WORK ITEM: Search the data for the string "Display" and copy each line where it turns up.

(Stored data entries)
##########

//! Keys for cached resources.
//!
//! An [`EntityKey`] names one server-owned record (`article:abc123`,
//! `user:me`). A [`CollectionKey`] names an ordered query result
//! (`articles:all`, `bookmarks:me`). Both are stable across refetches.

use serde::{Deserialize, Serialize};
use std::fmt;
use std::str::FromStr;

use crate::Error;

/// The kinds of entity the blogging API serves.
#[derive(Debug, Clone, Copy, PartialEq, Eq, Hash, PartialOrd, Ord, Serialize, Deserialize)]
#[serde(rename_all = "snake_case")]
pub enum ResourceType {
    Article,
    User,
    Comment,
    Notification,
    Community,
}

impl ResourceType {
    /// All resource types, in declaration order.
    pub const ALL: [ResourceType; 5] = [
        ResourceType::Article,
        ResourceType::User,
        ResourceType::Comment,
        ResourceType::Notification,
        ResourceType::Community,
    ];

    /// The key prefix for this resource type.
    #[must_use]
    pub const fn as_str(&self) -> &'static str {
        match self {
            ResourceType::Article => "article",
            ResourceType::User => "user",
            ResourceType::Comment => "comment",
            ResourceType::Notification => "notification",
            ResourceType::Community => "community",
        }
    }
}

impl fmt::Display for ResourceType {
    fn fmt(&self, f: &mut fmt::Formatter<'_>) -> fmt::Result {
        f.write_str(self.as_str())
    }
}

impl FromStr for ResourceType {
    type Err = Error;

    fn from_str(s: &str) -> Result<Self, Self::Err> {
        ResourceType::ALL
            .into_iter()
            .find(|t| t.as_str() == s)
            .ok_or_else(|| Error::UnknownResourceType(s.to_string()))
    }
}

/// Whether a cached resource belongs to the signed-in user.
///
/// User-scoped entries are invalidated when the session expires.
#[derive(Debug, Clone, Copy, PartialEq, Eq, Hash, Serialize, Deserialize)]
#[serde(rename_all = "snake_case")]
pub enum Scope {
    Public,
    User,
}

/// Identifier of the signed-in user in keys (`user:me`).
pub const ME: &str = "me";

/// Key of a single cached entity: `(resource_type, id)`.
#[derive(Debug, Clone, PartialEq, Eq, Hash, PartialOrd, Ord, Serialize, Deserialize)]
#[serde(try_from = "String", into = "String")]
pub struct EntityKey {
    resource: ResourceType,
    id: String,
}

impl EntityKey {
    /// Creates a key for `id` of the given resource type.
    pub fn new(resource: ResourceType, id: impl Into<String>) -> Self {
        Self {
            resource,
            id: id.into(),
        }
    }

    pub fn article(id: impl Into<String>) -> Self {
        Self::new(ResourceType::Article, id)
    }

    pub fn user(id: impl Into<String>) -> Self {
        Self::new(ResourceType::User, id)
    }

    pub fn comment(id: impl Into<String>) -> Self {
        Self::new(ResourceType::Comment, id)
    }

    pub fn notification(id: impl Into<String>) -> Self {
        Self::new(ResourceType::Notification, id)
    }

    pub fn community(id: impl Into<String>) -> Self {
        Self::new(ResourceType::Community, id)
    }

    /// The signed-in user's own profile.
    pub fn me() -> Self {
        Self::user(ME)
    }

    /// Returns the resource type.
    #[must_use]
    pub fn resource(&self) -> ResourceType {
        self.resource
    }

    /// Returns the server-side id.
    #[must_use]
    pub fn id(&self) -> &str {
        &self.id
    }

    /// Profile and notifications belong to the signed-in user.
    #[must_use]
    pub fn scope(&self) -> Scope {
        match (self.resource, self.id.as_str()) {
            (ResourceType::User, ME) | (ResourceType::Notification, _) => Scope::User,
            _ => Scope::Public,
        }
    }
}

impl fmt::Display for EntityKey {
    fn fmt(&self, f: &mut fmt::Formatter<'_>) -> fmt::Result {
        write!(f, "{}:{}", self.resource, self.id)
    }
}

impl FromStr for EntityKey {
    type Err = Error;

    fn from_str(s: &str) -> Result<Self, Self::Err> {
        let (resource, id) = s
            .split_once(':')
            .ok_or_else(|| Error::InvalidKey(format!("missing ':' in {s:?}")))?;
        if id.is_empty() {
            return Err(Error::InvalidKey(format!("empty id in {s:?}")));
        }
        Ok(Self::new(resource.parse()?, id))
    }
}

impl TryFrom<String> for EntityKey {
    type Error = Error;

    fn try_from(value: String) -> Result<Self, Self::Error> {
        value.parse()
    }
}

impl From<EntityKey> for String {
    fn from(key: EntityKey) -> Self {
        key.to_string()
    }
}

/// Key of a named collection (an ordered list of entity keys).
#[derive(Debug, Clone, PartialEq, Eq, Hash, Serialize, Deserialize)]
pub struct CollectionKey {
    name: String,
    scope: Scope,
}

impl CollectionKey {
    /// A collection visible to everyone (e.g. `articles:all`).
    pub fn public(name: impl Into<String>) -> Self {
        Self {
            name: name.into(),
            scope: Scope::Public,
        }
    }

    /// A collection that belongs to the signed-in user (e.g. `bookmarks:me`).
    pub fn user_scoped(name: impl Into<String>) -> Self {
        Self {
            name: name.into(),
            scope: Scope::User,
        }
    }

    #[must_use]
    pub fn name(&self) -> &str {
        &self.name
    }

    #[must_use]
    pub fn scope(&self) -> Scope {
        self.scope
    }
}

impl fmt::Display for CollectionKey {
    fn fmt(&self, f: &mut fmt::Formatter<'_>) -> fmt::Result {
        f.write_str(&self.name)
    }
}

##########

TASK OUTPUT:
impl fmt::Display for ResourceType {
impl fmt::Display for EntityKey {
impl fmt::Display for CollectionKey {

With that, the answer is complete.